# [Task statement]
Each line below should be written out again exactly.

# [Entries provided]
════════════════

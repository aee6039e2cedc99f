//! Integer literal lexing.

use crate::error::LexResult;
use crate::token::{Token, TokenKind};
use crate::Lexer;

impl<'a> Lexer<'a> {
    /// Lexes a run of decimal digits.
    ///
    /// The digits are interned verbatim; no value is computed, so there is
    /// no overflow check and leading zeros are kept.
    pub(crate) fn lex_integer(&mut self) -> LexResult<Token> {
        self.cursor.eat_while(|byte| byte.is_ascii_digit());

        let digits = self.cursor.slice_from(self.token_start);
        let symbol = self.intern(digits)?;

        Ok(self.finish_token(TokenKind::Integer, Some(symbol)))
    }
}

#[cfg(test)]
mod tests {
    use crate::token::TokenKind;
    use crate::{tokenize, Token};
    use indc_util::StringTable;

    fn lex_all(source: &str) -> (Vec<Token>, StringTable) {
        let mut strings = StringTable::new();
        let tokens = tokenize(source.as_bytes(), &mut strings).unwrap();
        (tokens, strings)
    }

    fn text(strings: &StringTable, token: &Token) -> Vec<u8> {
        strings.resolve(token.symbol.unwrap()).unwrap().to_vec()
    }

    #[test]
    fn test_integer() {
        let (tokens, strings) = lex_all("42");
        assert_eq!(tokens[0].kind, TokenKind::Integer);
        assert_eq!(text(&strings, &tokens[0]), b"42");
    }

    #[test]
    fn test_leading_zeros_kept() {
        let (tokens, strings) = lex_all("007");
        assert_eq!(text(&strings, &tokens[0]), b"007");
    }

    #[test]
    fn test_huge_integer_is_not_evaluated() {
        let digits = "9".repeat(64);
        let (tokens, strings) = lex_all(&digits);
        assert_eq!(tokens[0].kind, TokenKind::Integer);
        assert_eq!(text(&strings, &tokens[0]), digits.as_bytes());
    }

    #[test]
    fn test_digits_then_letters_split() {
        let (tokens, strings) = lex_all("12abc");
        assert_eq!(tokens[0].kind, TokenKind::Integer);
        assert_eq!(tokens[1].kind, TokenKind::Identifier);
        assert_eq!(text(&strings, &tokens[1]), b"abc");
    }

    #[test]
    fn test_minus_is_separate() {
        let (tokens, _) = lex_all("-5");
        assert_eq!(tokens[0].kind, TokenKind::Minus);
        assert_eq!(tokens[1].kind, TokenKind::Integer);
    }
}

════════════════

# [Response to the task]
repository aee6039e2cedc99f
//! Integer literal lexing.

use crate::error::LexResult;
use crate::token::{Token, TokenKind};
use crate::Lexer;

impl<'a> Lexer<'a> {
    /// Lexes a run of decimal digits.
    ///
    /// The digits are interned verbatim; no value is computed, so there is
    /// no overflow check and leading zeros are kept.
    pub(crate) fn lex_integer(&mut self) -> LexResult<Token> {
        self.cursor.eat_while(|byte| byte.is_ascii_digit());

        let digits = self.cursor.slice_from(self.token_start);
        let symbol = self.intern(digits)?;

        Ok(self.finish_token(TokenKind::Integer, Some(symbol)))
    }
}

#[cfg(test)]
mod tests {
    use crate::token::TokenKind;
    use crate::{tokenize, Token};
    use indc_util::StringTable;

    fn lex_all(source: &str) -> (Vec<Token>, StringTable) {
        let mut strings = StringTable::new();
        let tokens = tokenize(source.as_bytes(), &mut strings).unwrap();
        (tokens, strings)
    }

    fn text(strings: &StringTable, token: &Token) -> Vec<u8> {
        strings.resolve(token.symbol.unwrap()).unwrap().to_vec()
    }

    #[test]
    fn test_integer() {
        let (tokens, strings) = lex_all("42");
        assert_eq!(tokens[0].kind, TokenKind::Integer);
        assert_eq!(text(&strings, &tokens[0]), b"42");
    }

    #[test]
    fn test_leading_zeros_kept() {
        let (tokens, strings) = lex_all("007");
        assert_eq!(text(&strings, &tokens[0]), b"007");
    }

    #[test]
    fn test_huge_integer_is_not_evaluated() {
        let digits = "9".repeat(64);
        let (tokens, strings) = lex_all(&digits);
        assert_eq!(tokens[0].kind, TokenKind::Integer);
        assert_eq!(text(&strings, &tokens[0]), digits.as_bytes());
    }

    #[test]
    fn test_digits_then_letters_split() {
        let (tokens, strings) = lex_all("12abc");
        assert_eq!(tokens[0].kind, TokenKind::Integer);
        assert_eq!(tokens[1].kind, TokenKind::Identifier);
        assert_eq!(text(&strings, &tokens[1]), b"abc");
    }

    #[test]
    fn test_minus_is_separate() {
        let (tokens, _) = lex_all("-5");
        assert_eq!(tokens[0].kind, TokenKind::Minus);
        assert_eq!(tokens[1].kind, TokenKind::Integer);
    }
}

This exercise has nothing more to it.